What the task asks:
Give back an exact copy of the lines in the records below, from the line that has "use strum::Display;" through the line that has "pub const JOB_FAILED: &str", and nothing besides.

Collected data entries:
::::::

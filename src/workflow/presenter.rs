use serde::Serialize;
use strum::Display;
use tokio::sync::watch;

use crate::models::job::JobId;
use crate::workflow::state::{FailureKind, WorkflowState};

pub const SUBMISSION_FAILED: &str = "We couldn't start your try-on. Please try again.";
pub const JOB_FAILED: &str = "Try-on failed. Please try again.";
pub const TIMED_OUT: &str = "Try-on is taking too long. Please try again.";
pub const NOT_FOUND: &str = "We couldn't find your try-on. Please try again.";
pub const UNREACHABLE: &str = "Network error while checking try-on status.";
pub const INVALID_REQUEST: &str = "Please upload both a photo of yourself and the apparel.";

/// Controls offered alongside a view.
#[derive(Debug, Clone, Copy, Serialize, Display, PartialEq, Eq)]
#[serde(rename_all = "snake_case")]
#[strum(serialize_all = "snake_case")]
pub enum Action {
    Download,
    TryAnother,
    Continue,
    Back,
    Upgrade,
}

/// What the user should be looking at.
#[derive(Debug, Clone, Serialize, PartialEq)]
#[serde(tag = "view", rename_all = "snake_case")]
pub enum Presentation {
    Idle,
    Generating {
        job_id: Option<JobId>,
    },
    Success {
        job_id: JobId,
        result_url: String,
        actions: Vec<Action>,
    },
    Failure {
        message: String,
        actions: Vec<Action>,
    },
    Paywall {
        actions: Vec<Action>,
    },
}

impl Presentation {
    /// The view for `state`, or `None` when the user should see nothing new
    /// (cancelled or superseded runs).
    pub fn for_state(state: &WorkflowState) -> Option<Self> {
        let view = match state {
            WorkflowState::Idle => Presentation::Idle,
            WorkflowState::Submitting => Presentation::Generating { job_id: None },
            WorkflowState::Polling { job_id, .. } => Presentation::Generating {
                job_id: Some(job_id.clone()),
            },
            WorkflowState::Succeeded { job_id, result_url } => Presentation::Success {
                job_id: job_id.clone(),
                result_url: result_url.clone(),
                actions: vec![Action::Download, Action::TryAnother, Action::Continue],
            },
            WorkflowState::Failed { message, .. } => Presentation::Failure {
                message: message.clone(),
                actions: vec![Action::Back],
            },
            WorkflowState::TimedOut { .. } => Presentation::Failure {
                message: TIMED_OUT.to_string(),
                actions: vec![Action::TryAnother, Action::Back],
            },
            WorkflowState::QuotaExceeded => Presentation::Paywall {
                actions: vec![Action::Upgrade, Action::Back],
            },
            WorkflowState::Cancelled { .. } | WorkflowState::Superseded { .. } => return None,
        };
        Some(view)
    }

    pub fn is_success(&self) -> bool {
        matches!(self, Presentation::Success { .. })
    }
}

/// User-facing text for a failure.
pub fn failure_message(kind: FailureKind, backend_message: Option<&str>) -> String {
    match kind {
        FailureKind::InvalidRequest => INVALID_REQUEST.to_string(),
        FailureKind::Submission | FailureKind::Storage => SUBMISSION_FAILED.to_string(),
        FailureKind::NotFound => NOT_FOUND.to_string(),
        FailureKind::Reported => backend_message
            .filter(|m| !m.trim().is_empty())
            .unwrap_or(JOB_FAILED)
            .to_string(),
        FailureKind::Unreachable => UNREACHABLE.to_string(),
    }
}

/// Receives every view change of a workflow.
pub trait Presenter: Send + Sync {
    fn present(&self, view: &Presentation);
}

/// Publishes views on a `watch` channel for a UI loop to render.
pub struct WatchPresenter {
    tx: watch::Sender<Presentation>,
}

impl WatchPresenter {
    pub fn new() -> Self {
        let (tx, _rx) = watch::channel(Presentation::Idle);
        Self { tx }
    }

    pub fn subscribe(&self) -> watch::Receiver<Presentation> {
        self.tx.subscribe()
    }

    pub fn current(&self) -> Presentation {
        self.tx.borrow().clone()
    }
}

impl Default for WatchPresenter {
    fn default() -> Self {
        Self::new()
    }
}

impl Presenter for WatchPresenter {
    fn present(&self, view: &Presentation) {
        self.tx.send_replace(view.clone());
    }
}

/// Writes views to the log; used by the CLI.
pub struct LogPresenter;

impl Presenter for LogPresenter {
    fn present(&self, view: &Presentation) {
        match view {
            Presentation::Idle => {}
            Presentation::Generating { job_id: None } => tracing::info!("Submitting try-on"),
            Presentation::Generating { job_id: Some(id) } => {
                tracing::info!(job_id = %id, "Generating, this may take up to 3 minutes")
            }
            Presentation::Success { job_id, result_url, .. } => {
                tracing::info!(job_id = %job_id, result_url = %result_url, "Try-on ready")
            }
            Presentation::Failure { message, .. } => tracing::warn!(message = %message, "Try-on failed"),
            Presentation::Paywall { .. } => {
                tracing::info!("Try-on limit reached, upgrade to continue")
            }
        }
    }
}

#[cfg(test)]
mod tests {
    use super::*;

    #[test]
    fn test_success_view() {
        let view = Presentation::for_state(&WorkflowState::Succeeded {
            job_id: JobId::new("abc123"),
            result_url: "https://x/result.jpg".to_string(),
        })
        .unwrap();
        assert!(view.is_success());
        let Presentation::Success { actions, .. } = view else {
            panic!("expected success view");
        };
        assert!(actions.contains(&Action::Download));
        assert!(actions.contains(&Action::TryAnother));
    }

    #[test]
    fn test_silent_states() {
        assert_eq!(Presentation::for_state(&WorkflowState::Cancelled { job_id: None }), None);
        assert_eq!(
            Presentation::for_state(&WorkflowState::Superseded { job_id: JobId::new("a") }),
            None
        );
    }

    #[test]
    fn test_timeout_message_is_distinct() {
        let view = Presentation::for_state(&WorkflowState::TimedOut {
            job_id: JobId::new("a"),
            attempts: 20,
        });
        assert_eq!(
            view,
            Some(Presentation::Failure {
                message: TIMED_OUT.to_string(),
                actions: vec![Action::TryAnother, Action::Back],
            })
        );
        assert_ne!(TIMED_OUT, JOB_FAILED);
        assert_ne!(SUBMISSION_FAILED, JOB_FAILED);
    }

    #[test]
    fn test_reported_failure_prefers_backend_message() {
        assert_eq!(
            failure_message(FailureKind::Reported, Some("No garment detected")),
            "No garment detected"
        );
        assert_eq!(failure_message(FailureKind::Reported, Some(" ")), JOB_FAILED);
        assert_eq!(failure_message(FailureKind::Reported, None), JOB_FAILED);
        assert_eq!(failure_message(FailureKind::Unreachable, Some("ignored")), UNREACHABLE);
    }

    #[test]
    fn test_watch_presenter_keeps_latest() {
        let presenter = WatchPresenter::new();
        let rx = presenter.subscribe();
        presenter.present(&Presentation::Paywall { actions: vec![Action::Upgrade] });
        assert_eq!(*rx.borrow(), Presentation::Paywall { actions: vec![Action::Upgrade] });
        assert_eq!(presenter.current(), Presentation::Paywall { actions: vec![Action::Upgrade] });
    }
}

::::::

Answer section:
use strum::Display;
use tokio::sync::watch;

use crate::models::job::JobId;
use crate::workflow::state::{FailureKind, WorkflowState};

pub const SUBMISSION_FAILED: &str = "We couldn't start your try-on. Please try again.";
pub const JOB_FAILED: &str = "Try-on failed. Please try again.";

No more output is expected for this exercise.